━━━━━ Material provided ━━━━━

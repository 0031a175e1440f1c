use reqwest::Client;
use std::time::Duration;
use thiserror::Error;

/// Errors that can occur while downloading label images
#[derive(Debug, Error)]
pub enum FetchError {
    #[error("failed to fetch image {url}: {source}")]
    RequestError {
        url: String,
        #[source]
        source: reqwest::Error,
    },

    #[error("image {url} returned status {status}")]
    BadStatus { url: String, status: u16 },
}

/// Downloads images referenced by URL
///
/// Fetches are plain GETs, one after another, with no retry.
#[derive(Debug, Clone)]
pub struct ImageFetcher {
    client: Client,
}

impl ImageFetcher {
    pub fn new(timeout: Option<Duration>) -> Result<Self, reqwest::Error> {
        let mut builder = Client::builder();
        if let Some(timeout) = timeout {
            builder = builder.timeout(timeout);
        }

        Ok(Self {
            client: builder.build()?,
        })
    }

    pub async fn fetch(&self, url: &str) -> Result<Vec<u8>, FetchError> {
        let request_error = |source| FetchError::RequestError {
            url: url.to_string(),
            source,
        };

        let response = self.client.get(url).send().await.map_err(request_error)?;

        if !response.status().is_success() {
            return Err(FetchError::BadStatus {
                url: url.to_string(),
                status: response.status().as_u16(),
            });
        }

        let bytes = response.bytes().await.map_err(request_error)?;
        tracing::debug!("Fetched {} bytes from {}", bytes.len(), url);

        Ok(bytes.to_vec())
    }

    /// Fetch every URL in order, stopping at the first failure
    pub async fn fetch_all(&self, urls: &[String]) -> Result<Vec<Vec<u8>>, FetchError> {
        let mut images = Vec::with_capacity(urls.len());
        for url in urls {
            images.push(self.fetch(url).await?);
        }
        Ok(images)
    }
}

━━━━━

**To do**. Check the listing above for "FetchError". Show every line where it turns up.

**Exercise result**.
pub enum FetchError {
    pub async fn fetch(&self, url: &str) -> Result<Vec<u8>, FetchError> {
        let request_error = |source| FetchError::RequestError {
            return Err(FetchError::BadStatus {
    pub async fn fetch_all(&self, urls: &[String]) -> Result<Vec<Vec<u8>>, FetchError> {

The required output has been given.